START Source material
//! Aggregation of classified lines into fixed-size histograms.
//!
//! An [`Aggregator`] is created at the start of a pass, updated once per line
//! and consumed by [`Aggregator::finalize`], which produces the [`Results`]
//! snapshot handed to the report stage.

use std::net::IpAddr;

use crate::classify::ClassifiedLine;
use crate::estimator::CardinalityEstimator;
use crate::tables::{self, CONTINENTS, COUNTRIES, HOURS, METHODS, PROTOCOLS, STATUS_CODE_MAX};

/// Precision of the unique visitor estimators: 2^14 registers, ~0.81% relative error.
pub const VISITOR_PRECISION: usize = 14;

/// Estimator of distinct remote addresses.
pub type VisitorEstimator = CardinalityEstimator<VISITOR_PRECISION>;

/// Identity of the analyzed input, passed through to the report.
#[derive(Debug, Clone, PartialEq, Eq)]
pub struct FileInfo {
    pub name: String,
    /// `None` when reading from a pipe or standard input.
    pub size: Option<u64>,
}

/// Histogram buckets, each indexed by position in the matching classification table.
#[derive(Debug, Clone, PartialEq, Eq)]
pub struct Histograms {
    pub status: [u64; STATUS_CODE_MAX],
    pub methods: [u64; METHODS.len()],
    pub protocols: [u64; PROTOCOLS.len()],
    pub continents: [u64; CONTINENTS.len()],
    pub countries: [u64; COUNTRIES.len()],
    pub hours: [u64; HOURS],
}

impl Default for Histograms {
    fn default() -> Self {
        Self {
            status: [0; STATUS_CODE_MAX],
            methods: [0; METHODS.len()],
            protocols: [0; PROTOCOLS.len()],
            continents: [0; CONTINENTS.len()],
            countries: [0; COUNTRIES.len()],
            hours: [0; HOURS],
        }
    }
}

/// Running totals of one pass.
pub struct Aggregator {
    histograms: Histograms,
    hits_ipv4: u64,
    hits_ipv6: u64,
    invalid_lines: u64,
    bandwidth: u128,
    visitors_ipv4: VisitorEstimator,
    visitors_ipv6: VisitorEstimator,
}

impl Aggregator {
    pub fn new() -> Self {
        Self {
            histograms: Histograms::default(),
            hits_ipv4: 0,
            hits_ipv6: 0,
            invalid_lines: 0,
            bandwidth: 0,
            visitors_ipv4: VisitorEstimator::new(),
            visitors_ipv6: VisitorEstimator::new(),
        }
    }

    /// Fold one address-valid line. Missing classifications touch no bucket.
    pub fn update(&mut self, line: &ClassifiedLine) {
        match line.address {
            IpAddr::V4(addr) => {
                self.hits_ipv4 += 1;
                self.visitors_ipv4.insert(&addr);
            }
            IpAddr::V6(addr) => {
                self.hits_ipv6 += 1;
                self.visitors_ipv6.insert(&addr);
            }
        }

        let h = &mut self.histograms;
        increment(&mut h.countries, line.country);
        increment(
            &mut h.continents,
            line.continent.and_then(tables::continent_index),
        );
        increment(&mut h.hours, line.hour.map(usize::from));
        increment(&mut h.methods, line.method);
        increment(&mut h.protocols, line.protocol);
        increment(&mut h.status, line.status);
        if let Some(size) = line.object_size {
            self.bandwidth += u128::from(size);
        }
    }

    /// Count a line whose remote host isn't a valid address.
    pub fn record_invalid(&mut self) {
        self.invalid_lines += 1;
    }

    /// Number of lines folded so far, valid or not.
    pub fn lines(&self) -> u64 {
        self.hits_ipv4 + self.hits_ipv6 + self.invalid_lines
    }

    /// Compute derived totals and extract visitor estimates.
    ///
    /// Consumes the aggregator, so no line can be folded after the snapshot is taken.
    pub fn finalize(self, file: FileInfo, runtime: f64, generated: String) -> Results {
        let hits = self.hits_ipv4 + self.hits_ipv6;
        let visits_ipv4 = self.visitors_ipv4.estimate() as u64;
        let visits_ipv6 = self.visitors_ipv6.estimate() as u64;

        Results {
            file,
            generated,
            runtime,
            processed_lines: hits + self.invalid_lines,
            invalid_lines: self.invalid_lines,
            bandwidth: self.bandwidth,
            hits_ipv4: self.hits_ipv4,
            hits_ipv6: self.hits_ipv6,
            hits,
            visits_ipv4,
            visits_ipv6,
            visits: visits_ipv4 + visits_ipv6,
            histograms: self.histograms,
        }
    }
}

impl Default for Aggregator {
    fn default() -> Self {
        Self::new()
    }
}

/// Count one hit in bucket `idx`, ignoring missing or out-of-table indices.
#[inline]
fn increment(buckets: &mut [u64], idx: Option<usize>) {
    let Some(idx) = idx else {
        return;
    };
    if let Some(bucket) = buckets.get_mut(idx) {
        *bucket += 1;
    }
}

/// Final statistics of one pass.
#[derive(Debug, Clone, PartialEq)]
pub struct Results {
    pub file: FileInfo,
    /// Local time the report was generated, `%Y-%m-%d %H:%M:%S`.
    pub generated: String,
    /// Wall-clock seconds spent processing the input.
    pub runtime: f64,
    pub processed_lines: u64,
    pub invalid_lines: u64,
    pub bandwidth: u128,
    pub hits_ipv4: u64,
    pub hits_ipv6: u64,
    pub hits: u64,
    pub visits_ipv4: u64,
    pub visits_ipv6: u64,
    pub visits: u64,
    pub histograms: Histograms,
}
END Source material
For the string "bandwidth", work out how many lines of the entries contain it and reply with that number alone.

5